This article appeared in the Winter 2015 issue of Pulse Crop News.

After years of reluctance about growing peas on the family farm in Wheatland County, Jay Schultz knew he needed to plant a crop in the rotation beyond wheat and canola.

He read all of the information he could find, watched pulse school videos, visited websites such as APG’s, as well as calling on his local seed grower and product rep to answer questions. In the end it paid off with a beautiful harvest of 365 acres of yellow peas.

“Overall, it went as well as I could have hoped,” he said. “We will be growing them again and they will be in our rotation long-term. I’ve always been told that if you want to grow peas, it’s a headache. My dad didn’t really want to try it. My dad said if you want to do it, you can do it but you have to figure it out.”

The biggest concern that Schultz and his dad, Ray, had about planting peas was that they would lodge and the combine would pick up rocks.

The week before Schultz planned to harvest at the end of August, three inches of rain poured down with hail on the farm about 100 km east of Calgary International Airport.

“We thought that the peas would be as flat as a pancake, but they were all still standing and just a little shelled out and relatively easy to harvest,” he said. “We were one of the first people combining them. It took about five days to combine. We just used the one combine, but we didn’t realize how slow they would be to combine. I think next year we will use two combines. There was some bad weather in there so a lot of people got caught with very weathered peas that were turning black, but we didn’t get much of that.”

Schultz credits the positive first pea harvest to improved varieties and agronomic practices being available to him.

“For the most part, all of the peas came off before extra rain got on them and everything was put on a truck and went to the elevator – the seed was cleaned as we were combining,” he recalled. “Pretty much all of those peas were gone before we started combining anything else. That’s very handy because you can have more use out of your bins.”

The good experience also helped alter Schultz’s father’s opinion about growing peas.

“My dad did go combine some peas and we had been paid in full by the time we went to combine anything else, so that pretty much changed his mind about peas,” he said. “It’s hard to try something new but ask a lot of questions. It was definitely worth the risk to try something new.”

Schultz said he has a full seed bin and looks forward to doubling the number of acres devoted to peas next year, which will mean 10 per cent of the farm’s acres will be growing peas.

Meanwhile, veteran pea producer Harold Haugen was also pleased overall with his harvest of yellow peas in the Lougheed area.

“Harvest went wonderful, except for the rain and breakdowns,” he said. “The peas all came off in good condition with good yields. But there were some places in Zone 5 that had severe hail damage.”

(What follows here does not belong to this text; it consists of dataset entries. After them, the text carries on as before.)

use compact_str::ToCompactString;

use crate::{
    errors::{Error, Signal},
    objects::{Args, CallbackInner, MapInner, Value, parse_number, slice_str, value_to_index},
};

/// Longest list `range` may build.
const MAX_RANGE_LEN: usize = 1 << 24;

pub fn load_builtin(api: &MapInner) {
    api.insert(
        "typeof",
        CallbackInner::from_fn("typeof", |args| {
            let args = Args::new("typeof", args, 1)?;
            Ok(args.get(0).value_type().to_compact_string().into())
        }),
    );
    api.insert(
        "str",
        CallbackInner::from_fn("str", |args| {
            let args = Args::new("str", args, 1)?;
            Ok(args.get(0).to_key().into())
        }),
    );
    api.insert(
        "val",
        CallbackInner::from_fn("val", |args| {
            let args = Args::new("val", args, 1)?;
            let n = match args.get(0) {
                Value::Number(n) => n,
                Value::String(s) => parse_number(&s),
                _ => 0.0,
            };
            Ok(Value::Number(if n.is_nan() { 0.0 } else { n }))
        }),
    );
    api.insert(
        "len",
        CallbackInner::from_fn("len", |args| {
            let args = Args::new("len", args, 1)?;
            Ok(match args.get(0) {
                Value::String(s) => s.chars().count().into(),
                Value::List(list) => list.len().into(),
                Value::Map(map) => map.len().into(),
                _ => Value::Nil,
            })
        }),
    );
    api.insert(
        "char",
        CallbackInner::from_fn("char", |args| {
            let args = Args::new("char", args, 1)?;
            let code = args.index(0)?;
            let c = u32::try_from(code)
                .ok()
                .and_then(char::from_u32)
                .ok_or_else(|| args.error(format!("{code} is not a character code")))?;
            Ok(c.to_compact_string().into())
        }),
    );
    api.insert(
        "range",
        CallbackInner::from_fn("range", |args| {
            let args = Args::new("range", args, 3)?;
            let from = args.number(0)?;
            let to = args.number_or(1, 0.0)?;
            let step = args.number_or(2, if to >= from { 1.0 } else { -1.0 })?;
            if step == 0.0 || !step.is_finite() {
                return Err(args.error("step must be a non-zero number").into());
            }
            let mut items = Vec::new();
            let mut n = from;
            while (step > 0.0 && n <= to) || (step < 0.0 && n >= to) {
                if items.len() >= MAX_RANGE_LEN {
                    return Err(args.error("range too large").into());
                }
                items.push(Value::Number(n));
                n += step;
            }
            Ok(items.into())
        }),
    );
    api.insert(
        "slice",
        CallbackInner::from_fn("slice", |args| {
            let args = Args::new("slice", args, 3)?;
            let from = value_to_index(&args.get(1));
            let to = value_to_index(&args.get(2));
            match args.get(0) {
                Value::List(list) => Ok(list.slice(from, to).into()),
                Value::String(s) => Ok(slice_str(&s, from, to).into()),
                Value::Nil => Ok(Value::Nil),
                v => Err(args
                    .error(format!("cannot slice {}", v.value_type()))
                    .into()),
            }
        }),
    );
    api.insert(
        "exit",
        CallbackInner::from_fn("exit", |args| {
            let args = Args::new("exit", args, 1)?;
            let message = args.string_or(0, "");
            Err(Signal::Exit(message.into()).into())
        }),
    );

    // Free-function spellings of builtin methods: `hasIndex(x, i)` is
    // `x.hasIndex(i)`.
    for name in ["code", "hasIndex", "indexes", "values", "join"] {
        api.insert(
            name,
            CallbackInner::from_fn(name, move |mut args: Vec<Value>| -> Result<Value, Error> {
                if args.is_empty() {
                    return Ok(Value::Nil);
                }
                let target = args.remove(0);
                Ok(target.call_method(name, args)?)
            }),
        );
    }
}
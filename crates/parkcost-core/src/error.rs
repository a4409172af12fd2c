//! Error types for parkcost
//!
//! This module defines the error types used throughout the parkcost crates.
//! All errors are derived from `thiserror` for convenient error handling
//! and automatic `From` implementations.
//!
//! # Example
//!
//! ```
//! use parkcost_core::error::{PricingError, Result};
//!
//! fn lookup_tier(name: &str) -> Result<()> {
//!     Err(PricingError::RateNotFound(name.to_string()))
//! }
//!
//! assert!(lookup_tier("yearly").is_err());
//! ```

use thiserror::Error;

/// Main error type for parkcost operations
///
/// Every variant is unrecoverable where it is raised: pricing either
/// succeeds with an exact total or fails as a whole.
#[derive(Error, Debug)]
pub enum PricingError {
    /// Malformed rate definition (empty tier, non-decimal cost, bad currency)
    #[error("Configuration error: {0}")]
    Configuration(String),

    /// Two rate definitions share a tier name
    #[error("Duplicate rate for tier '{0}'")]
    DuplicateRate(String),

    /// A tier was requested that the rate table does not define
    #[error("No rate defined for tier '{0}'")]
    RateNotFound(String),

    /// A cost was requested for a negative unit count
    #[error("Invalid amount: cannot bill {0} units")]
    InvalidAmount(i64),

    /// A monetary amount left the representable decimal range
    #[error("Monetary amount overflow")]
    Overflow,

    /// Invalid timestamp format
    #[error("Invalid date format: {0}")]
    InvalidDate(String),

    /// Invalid timezone
    #[error("Invalid timezone: {0}")]
    InvalidTimezone(String),

    /// JSON parsing error
    #[error("JSON parsing error: {0}")]
    Json(#[from] serde_json::Error),

    /// IO error occurred
    #[error("IO error: {0}")]
    Io(#[from] std::io::Error),
}

/// Convenience type alias for Results in parkcost
pub type Result<T> = std::result::Result<T, PricingError>;

#[cfg(test)]
mod tests {
    use super::*;

    #[test]
    fn test_error_display() {
        let error = PricingError::RateNotFound("monthly".to_string());
        assert_eq!(error.to_string(), "No rate defined for tier 'monthly'");

        let error = PricingError::InvalidAmount(-10);
        assert_eq!(error.to_string(), "Invalid amount: cannot bill -10 units");
    }

    #[test]
    fn test_json_error_conversion() {
        let json_error = serde_json::from_str::<Vec<u8>>("not json").unwrap_err();
        let error: PricingError = json_error.into();
        assert!(matches!(error, PricingError::Json(_)));
    }
}
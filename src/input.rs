//! Decoding of the interval list supplied on the command line
//!
//! The input is a JSON array of `{"start": ..., "end": ...}` objects whose
//! timestamps are read in the configured timezone.

use parkcost_core::{Interval, Result, TimezoneConfig};
use serde::Deserialize;
use tracing::warn;

/// One raw `{start, end}` pair as it appears in the input
#[derive(Debug, Clone, Deserialize)]
pub struct IntervalInput {
    pub start: String,
    pub end: String,
}

impl IntervalInput {
    /// Parse both timestamps into an [`Interval`]
    pub fn to_interval(&self, tz_config: &TimezoneConfig) -> Result<Interval> {
        let start = tz_config.parse_timestamp(&self.start)?;
        let end = tz_config.parse_timestamp(&self.end)?;
        Ok(Interval::new(start, end))
    }
}

/// Parse a JSON array of `{start, end}` pairs into intervals
///
/// Intervals whose end precedes their start are passed through unchanged
/// with a warning.
pub fn parse_intervals(raw: &str, tz_config: &TimezoneConfig) -> Result<Vec<Interval>> {
    let inputs: Vec<IntervalInput> = serde_json::from_str(raw)?;

    inputs
        .iter()
        .map(|input| {
            let interval = input.to_interval(tz_config)?;
            if interval.is_inverted() {
                warn!("Interval {} ends before it starts", interval);
            }
            Ok(interval)
        })
        .collect()
}
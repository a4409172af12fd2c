//! parkcost - Price parking sessions against tiered rates

use clap::Parser;
use parkcost::{
    PricingCalculator, Result, cli::Cli, input::parse_intervals, output::get_formatter,
};
use std::sync::Arc;
use tracing::info;
use tracing_subscriber::{layer::SubscriberExt, util::SubscriberInitExt};

fn main() -> Result<()> {
    let cli = Cli::parse();

    // Logs go to stderr so stdout only carries the result.
    // --verbose overrides RUST_LOG.
    let filter = if cli.verbose {
        tracing_subscriber::EnvFilter::new("parkcost=debug,parkcost_core=debug,parkcost_pricing=debug")
    } else {
        tracing_subscriber::EnvFilter::try_from_default_env()
            .unwrap_or_else(|_| tracing_subscriber::EnvFilter::new("warn"))
    };

    tracing_subscriber::registry()
        .with(filter)
        .with(tracing_subscriber::fmt::layer().with_writer(std::io::stderr))
        .init();

    let rate_table = Arc::new(cli.rates.to_rate_table()?);
    let tz_config = cli.timezone_args.to_config()?;
    info!(
        "Loaded {} rates, using timezone: {}",
        rate_table.len(),
        tz_config.display_name()
    );

    let intervals = parse_intervals(&cli.read_dates()?, &tz_config)?;
    info!("Pricing {} intervals", intervals.len());

    let calculator = PricingCalculator::new(rate_table);
    let quotation = calculator.calculate_quotes(&intervals)?;

    let formatter = get_formatter(cli.json);
    let currency = calculator.rate_table().currency_code();
    if cli.breakdown {
        println!("{}", formatter.format_breakdown(&quotation, currency));
    } else {
        println!("{}", formatter.format_total(&quotation, currency));
    }

    Ok(())
}
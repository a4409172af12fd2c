//! Timezone utilities for interpreting session timestamps
//!
//! Sessions are priced on local calendar dates, so every timestamp is
//! read in a single configured timezone that stays fixed for the whole
//! computation.

use crate::error::{PricingError, Result};
use chrono::{DateTime, NaiveDateTime, TimeZone};
use chrono_tz::Tz;
use std::str::FromStr;
use tracing::debug;

/// Accepted layouts for naive (offset-less) timestamps
const NAIVE_FORMATS: [&str; 3] = ["%Y-%m-%d %H:%M:%S", "%Y-%m-%d %H:%M", "%Y-%m-%dT%H:%M:%S"];

/// Configuration for timezone handling
#[derive(Debug, Clone)]
pub struct TimezoneConfig {
    /// The timezone sessions are priced in
    pub tz: Tz,
    /// Whether the timezone is UTC
    pub is_utc: bool,
}

impl Default for TimezoneConfig {
    fn default() -> Self {
        let tz = get_local_timezone();
        Self {
            is_utc: tz == Tz::UTC,
            tz,
        }
    }
}

impl TimezoneConfig {
    /// Create a configuration for an explicit timezone
    pub fn new(tz: Tz) -> Self {
        Self {
            is_utc: tz == Tz::UTC,
            tz,
        }
    }

    /// Create a new timezone configuration from CLI arguments
    pub fn from_cli(timezone_str: Option<&str>, use_utc: bool) -> Result<Self> {
        if use_utc {
            return Ok(Self::new(Tz::UTC));
        }

        if let Some(tz_str) = timezone_str {
            let tz = Tz::from_str(tz_str).map_err(|_| {
                PricingError::InvalidTimezone(format!(
                    "'{tz_str}'. Use format like 'Europe/London', 'America/New_York', or 'UTC'"
                ))
            })?;
            Ok(Self::new(tz))
        } else {
            Ok(Self::default())
        }
    }

    /// Get the display name for the configured timezone
    pub fn display_name(&self) -> &str {
        if self.is_utc { "UTC" } else { self.tz.name() }
    }

    /// Parse a session timestamp into the configured timezone
    ///
    /// Accepts `YYYY-MM-DD HH:MM:SS` (seconds optional) read as local time,
    /// or RFC 3339 with an explicit offset, which is converted. A local time
    /// that occurs twice at a DST change resolves to the earlier instant; a
    /// local time skipped by a DST change is rejected.
    pub fn parse_timestamp(&self, raw: &str) -> Result<DateTime<Tz>> {
        let raw = raw.trim();

        if let Ok(dt) = DateTime::parse_from_rfc3339(raw) {
            return Ok(dt.with_timezone(&self.tz));
        }

        let naive = NAIVE_FORMATS
            .iter()
            .find_map(|format| NaiveDateTime::parse_from_str(raw, format).ok())
            .ok_or_else(|| {
                PricingError::InvalidDate(format!("'{raw}'. Expected YYYY-MM-DD HH:MM:SS"))
            })?;

        self.tz.from_local_datetime(&naive).earliest().ok_or_else(|| {
            PricingError::InvalidDate(format!(
                "'{raw}' does not exist in timezone {}",
                self.display_name()
            ))
        })
    }
}

/// Detect the system's local timezone
///
/// This function attempts to detect the local timezone from the system.
/// If detection fails, it falls back to UTC.
pub fn get_local_timezone() -> Tz {
    #[allow(clippy::collapsible_if)]
    if let Ok(tz_str) = std::env::var("TZ") {
        if let Ok(tz) = Tz::from_str(&tz_str) {
            debug!("Using timezone from TZ environment variable: {}", tz_str);
            return tz;
        }
    }

    match iana_time_zone::get_timezone() {
        Ok(tz_str) => match Tz::from_str(&tz_str) {
            Ok(tz) => {
                debug!("Using system timezone from iana-time-zone: {}", tz_str);
                tz
            }
            Err(_) => {
                debug!(
                    "Could not parse timezone from iana-time-zone: '{}', falling back to UTC",
                    tz_str
                );
                Tz::UTC
            }
        },
        Err(e) => {
            debug!(
                "Could not detect local timezone via iana-time-zone: {:?}, falling back to UTC",
                e
            );
            Tz::UTC
        }
    }
}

Haugen added that pulses earned the best income per acre for many producers with the low inputs, and even more so now for anyone who has not sold their production with the yellow pea price climbing during the fall. He said that some producers in his area are planning to increase their pea acres, including those who haven’t grown peas before or haven’t done so for many years. He noted that he is also hearing from producers in his area about their plans to seed faba beans in 2015.

Southern Alberta’s Greg Stamp also reported a good result via Twitter when APG asked what was grown and how harvest went. “Pluto green and Saffron yellow pea, Snowbird, Snowdrop and FB 9-4 faba beans,” he Tweeted. “Excellent dryland pea yields, lots of faba demand.”

Unfortunately, harvest was not as positive for all Alberta pulse producers. Some had their peas affected by root rot, and others experienced severe winter weather before they could harvest.

Daniel Hurt of the Crossfield-CarstairsAirdrie area responded to APG’s Twitter inquiry that “snow flattened Meadow peas were destroying our HB headers so we had to swath ahead of combine which increased rock ingestion” and all 350 acres he grew were snowed on.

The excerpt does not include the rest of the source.